Giderek daha yüksek sesle ifade edilen bu iddialar Başbakan ve Dışişleri Bakanı’nın başını fena halde ağrıtmaya aday görünüyor…
Öyle ki Erdoğan, Sudan’daki darbeci arkadaşı Ömer el Beşir’in durumuna düşebilir…
Zira Rojava ve diğer bölgelerde savaş ve insanlığa karşı suç işlemeye kadar uzanacak iddialar nedeniyle yargılanabilir…
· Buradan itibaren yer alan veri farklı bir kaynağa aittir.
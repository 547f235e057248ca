//! Key/value cache with per-entry TTL.
//!
//! [`CacheStore`] is the contract the services depend on: plain `get`/`set`
//! for the stale-while-revalidate dual keys, and [`CacheStore::get_or_compute`]
//! for cache-aside reads. [`MemoryCache`] is the in-process backend; its
//! `get_or_compute` is single-flight per key, so concurrent misses on the same
//! key run the computation once.

use std::sync::Arc;
use std::time::Duration;

use async_trait::async_trait;
use dashmap::DashMap;
use futures::future::BoxFuture;
use podvault_common::Result;
use serde_json::Value;
use tokio::sync::OnceCell;
use tokio::time::Instant;
use tracing::debug;

/// Outcome of a read-or-compute lookup.
#[derive(Debug, Clone, PartialEq)]
pub enum CacheLookup<T> {
    /// The value was already cached.
    Hit(T),
    /// The value was missing; it was computed and stored.
    Computed(T),
}

impl<T> CacheLookup<T> {
    pub fn is_hit(&self) -> bool {
        matches!(self, Self::Hit(_))
    }

    pub fn into_inner(self) -> T {
        match self {
            Self::Hit(v) | Self::Computed(v) => v,
        }
    }
}

/// Shared key/value store with TTL semantics.
///
/// Values are JSON so any backend (in-memory, Redis, ...) can hold them.
#[async_trait]
pub trait CacheStore: Send + Sync {
    /// Return the live value under `key`, if any.
    async fn get(&self, key: &str) -> Option<Value>;

    /// Store `value` under `key` for `ttl`, replacing any previous value.
    async fn set(&self, key: &str, value: Value, ttl: Duration);

    /// Remove `key`.
    async fn delete(&self, key: &str);

    /// Return the cached value, or run `compute`, store its output and return it.
    ///
    /// A failed computation stores nothing. This default is not atomic:
    /// concurrent misses may each run `compute`. Backends with an atomic
    /// primitive should override it.
    async fn get_or_compute<'a>(
        &'a self,
        key: &'a str,
        ttl: Duration,
        compute: BoxFuture<'a, Result<Value>>,
    ) -> Result<CacheLookup<Value>> {
        if let Some(value) = self.get(key).await {
            return Ok(CacheLookup::Hit(value));
        }
        let value = compute.await?;
        self.set(key, value.clone(), ttl).await;
        Ok(CacheLookup::Computed(value))
    }
}

/// Entry in the memory cache.
struct CacheEntry {
    value: Value,
    expires_at: Instant,
    last_accessed: Instant,
}

/// Outcome of one in-flight computation, shared by every caller waiting on
/// the same key.
type Flight = OnceCell<Result<Value>>;

/// Removes a key's flight once it is settled or nobody else holds it.
///
/// Runs on success, on error and when the caller's future is dropped
/// mid-computation.
struct FlightGuard<'a> {
    inflight: &'a DashMap<String, Arc<Flight>>,
    key: &'a str,
    flight: Arc<Flight>,
}

impl Drop for FlightGuard<'_> {
    fn drop(&mut self) {
        // The map and this guard hold two references; any more belong to
        // waiters, one of which takes over an abandoned computation.
        self.inflight.remove_if(self.key, |_, flight| {
            Arc::ptr_eq(flight, &self.flight)
                && (flight.initialized() || Arc::strong_count(flight) <= 2)
        });
    }
}

/// Thread-safe in-memory [`CacheStore`].
///
/// When full, the least recently used entry is evicted. Reads refresh the
/// access time, so an SWR payload and its freshness sentinel age together.
pub struct MemoryCache {
    entries: DashMap<String, CacheEntry>,
    inflight: DashMap<String, Arc<Flight>>,
    max_entries: usize,
}

impl MemoryCache {
    /// Create a cache holding at most `max_entries` live entries.
    pub fn new(max_entries: usize) -> Self {
        Self {
            entries: DashMap::new(),
            inflight: DashMap::new(),
            max_entries: max_entries.max(1),
        }
    }

    /// Number of stored entries, including expired ones not yet swept.
    pub fn len(&self) -> usize {
        self.entries.len()
    }

    pub fn is_empty(&self) -> bool {
        self.entries.is_empty()
    }

    /// Remove expired entries.
    pub fn cleanup_expired(&self) {
        let now = Instant::now();
        self.entries.retain(|_, entry| entry.expires_at > now);
    }

    /// Remaining lifetime of `key`, if it is live.
    pub fn ttl_remaining(&self, key: &str) -> Option<Duration> {
        let now = Instant::now();
        self.entries
            .get(key)
            .filter(|entry| entry.expires_at > now)
            .map(|entry| entry.expires_at - now)
    }

    fn evict_least_recently_used(&self) {
        let victim = self
            .entries
            .iter()
            .min_by_key(|entry| entry.last_accessed)
            .map(|entry| entry.key().clone());

        if let Some(key) = victim {
            debug!(key = %key, "Cache full, evicting least recently used entry");
            self.entries.remove(&key);
        }
    }
}

impl Default for MemoryCache {
    fn default() -> Self {
        Self::new(10_000)
    }
}

#[async_trait]
impl CacheStore for MemoryCache {
    async fn get(&self, key: &str) -> Option<Value> {
        let now = Instant::now();
        if let Some(mut entry) = self.entries.get_mut(key) {
            if entry.expires_at > now {
                entry.last_accessed = now;
                return Some(entry.value.clone());
            }
        }
        self.entries.remove_if(key, |_, entry| entry.expires_at <= now);
        None
    }

    async fn set(&self, key: &str, value: Value, ttl: Duration) {
        if !self.entries.contains_key(key) && self.entries.len() >= self.max_entries {
            self.cleanup_expired();
            if self.entries.len() >= self.max_entries {
                self.evict_least_recently_used();
            }
        }

        let now = Instant::now();
        self.entries.insert(
            key.to_string(),
            CacheEntry {
                value,
                expires_at: now + ttl,
                last_accessed: now,
            },
        );
    }

    async fn delete(&self, key: &str) {
        self.entries.remove(key);
    }

    /// Single-flight per key: concurrent misses share one computation and
    /// all receive its outcome, success or error. If the computing caller is
    /// dropped, a waiting caller runs its own `compute` instead.
    async fn get_or_compute<'a>(
        &'a self,
        key: &'a str,
        ttl: Duration,
        compute: BoxFuture<'a, Result<Value>>,
    ) -> Result<CacheLookup<Value>> {
        if let Some(value) = self.get(key).await {
            return Ok(CacheLookup::Hit(value));
        }

        let guard = FlightGuard {
            inflight: &self.inflight,
            key,
            flight: Arc::clone(&self.inflight.entry(key.to_string()).or_default()),
        };

        let mut computed_here = false;
        let outcome = guard
            .flight
            .get_or_init(|| {
                computed_here = true;
                async move {
                    let result = compute.await;
                    if let Ok(value) = &result {
                        self.set(key, value.clone(), ttl).await;
                    }
                    result
                }
            })
            .await
            .clone();

        let value = outcome?;
        Ok(if computed_here {
            CacheLookup::Computed(value)
        } else {
            CacheLookup::Hit(value)
        })
    }
}
//! Caller-facing facade over the search and detail services.
//!
//! [`PodcastCatalog`] validates caller input, applies defaults and maps
//! "nothing found" to [`Error::NotFound`]. It is what a web layer or the CLI
//! talks to.

use std::sync::Arc;
use std::time::Duration;

use podvault_common::{Error, ProviderKind, Result};
use serde::{Deserialize, Serialize};
use tracing::info;

use super::cache::{CacheStore, MemoryCache};
use super::detail::{CreditsPayload, DetailService, Hydrator, SwrCache};
use super::provider::NormalizedPodcast;
use super::queue::RefreshQueue;
use super::rate_limiter::RateLimiter;
use super::refresh::{BackgroundRefresher, RefreshDispatcher};
use super::registry::ProviderRegistry;
use super::search::SearchService;
use crate::config::{CacheConfig, Config};

/// Results returned when the caller names no limit.
pub const DEFAULT_LIMIT: usize = 20;
/// Largest accepted limit; larger values are clamped.
pub const MAX_LIMIT: usize = 50;
/// Provider searched when the caller names none.
pub const DEFAULT_PROVIDER: ProviderKind = ProviderKind::Itunes;

/// Search results with their count and source provider.
#[derive(Debug, Clone, PartialEq, Serialize, Deserialize)]
pub struct SearchResponse {
    pub count: usize,
    pub provider: ProviderKind,
    pub results: Vec<NormalizedPodcast>,
}

/// Entry point for podcast search, detail and credits lookups.
pub struct PodcastCatalog {
    search: SearchService,
    detail: DetailService,
}

impl PodcastCatalog {
    /// Wire a catalog from its parts.
    pub fn new(
        registry: ProviderRegistry,
        cache: Arc<dyn CacheStore>,
        cache_config: &CacheConfig,
        dispatcher: Arc<dyn RefreshDispatcher>,
    ) -> Self {
        let swr = SwrCache::new(
            Arc::clone(&cache),
            cache_config.main_ttl(),
            cache_config.fresh_ttl(),
        );
        let hydrator = Hydrator::from_registry(&registry);

        Self {
            search: SearchService::new(registry, cache, cache_config.search_ttl()),
            detail: DetailService::new(swr, hydrator, dispatcher),
        }
    }

    /// Wire a catalog whose stale reads are refreshed by a spawned
    /// [`RefreshQueue`]. Must be called inside a Tokio runtime.
    pub fn with_queue(registry: ProviderRegistry, cache: Arc<dyn CacheStore>, config: &Config) -> Self {
        let refresher = Arc::new(BackgroundRefresher::new(
            SwrCache::new(
                Arc::clone(&cache),
                config.cache.main_ttl(),
                config.cache.fresh_ttl(),
            ),
            Hydrator::from_registry(&registry),
        ));
        let queue = Arc::new(RefreshQueue::new(refresher, &config.refresh));

        Self::new(registry, cache, &config.cache, queue)
    }

    /// Build the full stack from configuration: one in-memory cache, one
    /// shared iTunes rate limiter, HTTP providers and a running refresh queue.
    ///
    /// Must be called inside a Tokio runtime.
    pub fn from_config(config: &Config) -> Self {
        let cache: Arc<dyn CacheStore> = Arc::new(MemoryCache::new(config.cache.max_entries));
        let itunes_limiter = Arc::new(RateLimiter::new(
            config.itunes.max_calls,
            Duration::from_secs(config.itunes.period_secs),
        ));
        let registry = ProviderRegistry::from_config(config, Arc::clone(&cache), itunes_limiter);

        Self::with_queue(registry, cache, config)
    }

    /// Search one provider.
    ///
    /// A blank query or unknown provider is a validation error. `limit` is
    /// clamped to `1..=MAX_LIMIT` and defaults to [`DEFAULT_LIMIT`].
    pub async fn search(
        &self,
        query: &str,
        provider: Option<&str>,
        limit: Option<usize>,
    ) -> Result<SearchResponse> {
        let query = query.trim();
        if query.is_empty() {
            return Err(Error::validation("Query parameter 'q' is required."));
        }

        let provider = match provider {
            Some(name) => ProviderRegistry::validate_name(name)?,
            None => DEFAULT_PROVIDER,
        };
        let limit = limit.unwrap_or(DEFAULT_LIMIT).clamp(1, MAX_LIMIT);

        info!(query = %query, provider = %provider, limit, "Search");
        let results = self
            .search
            .search(query, provider.as_str(), limit)
            .await?
            .into_inner();

        Ok(SearchResponse {
            count: results.len(),
            provider,
            results,
        })
    }

    /// Hydrated detail for `id`.
    pub async fn get_detail(&self, id: &str) -> Result<NormalizedPodcast> {
        let id = validate_id(id)?;
        info!(id = %id, "Fetching detail");

        self.detail
            .get_detail(id)
            .await?
            .ok_or_else(|| Error::not_found(format!("No podcast found for id '{id}'.")))
    }

    /// Credits for `id`; provider failures yield an empty list, never an error.
    pub async fn get_credits(&self, id: &str) -> Result<CreditsPayload> {
        let id = validate_id(id)?;
        info!(id = %id, "Fetching credits");
        self.detail.get_credits(id).await
    }

    /// Names of the providers accepted by [`search`](Self::search).
    pub fn providers(&self) -> Vec<&'static str> {
        ProviderRegistry::available_names()
    }
}

fn validate_id(id: &str) -> Result<&str> {
    let id = id.trim();
    if id.is_empty() {
        return Err(Error::validation("Podcast id is required."));
    }
    Ok(id)
}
Muradımı mı yazıyorum?.. Kuvvetlenme emareleri gösteren ihtimale mi dikkat çekiyorum?
Önce birbiriyle alâkasız gibi duran aşağıdaki rastgele derleme haberlere göz atın…
Bütünsellik oluşturuyor mu?
Siz karar verin…
Aha ilki:
Ø BBC Türkçe’den Rengin Aslan, Rojava’dan Urfa’nın Ceylanpınar’ına sığınan kadının anlattıklarını aktarıyor:
“Rejimin tasfiyesi ile birlikte her şey gerçekten mübah oldu. El Kaide mensupları Til Ebyad’da saatlik nikâh kıyıyorlar. Bir kadını alıp götürmüşler. Sabaha kadar 8 kişi o kadınla ilişkiye girmiş. Her saat nikâh kıyıyorlar. Bunu da İslam adı altında yapıyorlar. Bu saatlik nikâhlarda da birbirlerini tebrik ediyorlar. Hocalar da fetva veriyor. ‘Savaşta bunlar helaldir’ diye. Bu kadın bu olaydan sonra intihar etti.” (abç, 10 Eylül 2013)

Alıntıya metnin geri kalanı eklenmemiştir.